─── Raw data

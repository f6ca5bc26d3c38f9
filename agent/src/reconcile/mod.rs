//! Reconciliation pipeline: gates, fetch, settings, files, apps

pub mod fsm;
pub mod orchestrator;
pub mod settings;

pub use fsm::{ReconcileEvent, ReconcileFsm, ReconcileState};
pub use orchestrator::{
    Orchestrator, OrchestratorOptions, OrchestratorStatus, PassOutcome, PlatformHandles, Resolution,
};
pub use settings::SystemSettingsApplier;
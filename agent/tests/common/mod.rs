//! In-memory platform fakes shared by the integration tests
#![allow(dead_code)]

use std::collections::{BTreeMap, BTreeSet};
use std::path::{Path, PathBuf};
use std::sync::atomic::{AtomicBool, AtomicUsize, Ordering};
use std::sync::{Arc, Mutex};
use std::time::Duration;

use async_trait::async_trait;
use tempfile::TempDir;

use mdmagent::config::{ConfigStore, StoredConfig};
use mdmagent::errors::AgentError;
use mdmagent::gates::GateId;
use mdmagent::models::config::DeviceConfig;
use mdmagent::platform::{
    Capabilities, ConfigSource, DownloadProgress, Downloader, NotificationSink, PackageManager,
    ProgressFn, RawResponse, RemoteLog, RemoteLogLevel, SettingKind, SettingValue,
    SystemSettings,
};
use mdmagent::provision::{ProvisioningState, RunnerOptions};
use mdmagent::reconcile::{Orchestrator, OrchestratorOptions, PlatformHandles};
use mdmagent::storage::device::DeviceIdentity;
use mdmagent::storage::layout::StorageLayout;
use mdmagent::storage::prefs::PrefsStore;
use mdmagent::storage::records::JsonFileRecords;
use mdmagent::storage::settings::EscalationMode;

pub const PRIMARY: &str = "http://primary.test";
pub const SECONDARY: &str = "http://secondary.test";

// ================================ CAPABILITIES ================================== //

pub struct FakeCaps {
    pub device_owner: AtomicBool,
    pub denied: Mutex<BTreeSet<GateId>>,
}

impl FakeCaps {
    pub fn new() -> Self {
        Self {
            device_owner: AtomicBool::new(false),
            denied: Mutex::new(BTreeSet::new()),
        }
    }

    pub fn deny(&self, gate: GateId) {
        self.denied.lock().unwrap().insert(gate);
    }

    pub fn grant(&self, gate: GateId) {
        self.denied.lock().unwrap().remove(&gate);
    }
}

#[async_trait]
impl Capabilities for FakeCaps {
    async fn is_device_owner(&self) -> bool {
        self.device_owner.load(Ordering::SeqCst)
    }

    async fn request_capability(&self, gate: GateId) -> bool {
        !self.denied.lock().unwrap().contains(&gate)
    }
}

// ================================== PACKAGES ==================================== //

pub struct FakePackages {
    pub installed: Mutex<BTreeMap<String, Option<String>>>,
    pub failing: Mutex<BTreeSet<String>>,
    /// `install:<pkg>`, `uninstall:<pkg>`, `market:<pkg>` and `launch:<pkg>` in call order
    pub calls: Mutex<Vec<String>>,
}

impl FakePackages {
    pub fn new() -> Self {
        Self {
            installed: Mutex::new(BTreeMap::new()),
            failing: Mutex::new(BTreeSet::new()),
            calls: Mutex::new(Vec::new()),
        }
    }

    pub fn preinstall(&self, package: &str, version: Option<&str>) {
        self.installed
            .lock()
            .unwrap()
            .insert(package.to_string(), version.map(str::to_string));
    }

    pub fn fail(&self, package: &str) {
        self.failing.lock().unwrap().insert(package.to_string());
    }

    pub fn heal(&self, package: &str) {
        self.failing.lock().unwrap().remove(package);
    }

    pub fn is_installed(&self, package: &str) -> bool {
        self.installed.lock().unwrap().contains_key(package)
    }

    pub fn calls(&self) -> Vec<String> {
        self.calls.lock().unwrap().clone()
    }

    fn record(&self, call: String, package: &str) -> Result<(), AgentError> {
        self.calls.lock().unwrap().push(call);
        if self.failing.lock().unwrap().contains(package) {
            return Err(AgentError::install_failed(package, "rejected by platform"));
        }
        Ok(())
    }

    fn install(&self, file: &Path, package: &str) -> Result<(), AgentError> {
        if !file.exists() {
            return Err(AgentError::install_failed(package, "package file missing"));
        }
        self.record(format!("install:{}", package), package)?;
        self.preinstall(package, None);
        Ok(())
    }

    fn uninstall(&self, package: &str) -> Result<(), AgentError> {
        self.record(format!("uninstall:{}", package), package)?;
        self.installed.lock().unwrap().remove(package);
        Ok(())
    }
}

──────

Exercise objective:
From the data above, copy each line that has the string "remove".

Result of this exercise:
        self.denied.lock().unwrap().remove(&gate);
        self.failing.lock().unwrap().remove(package);
        self.installed.lock().unwrap().remove(package);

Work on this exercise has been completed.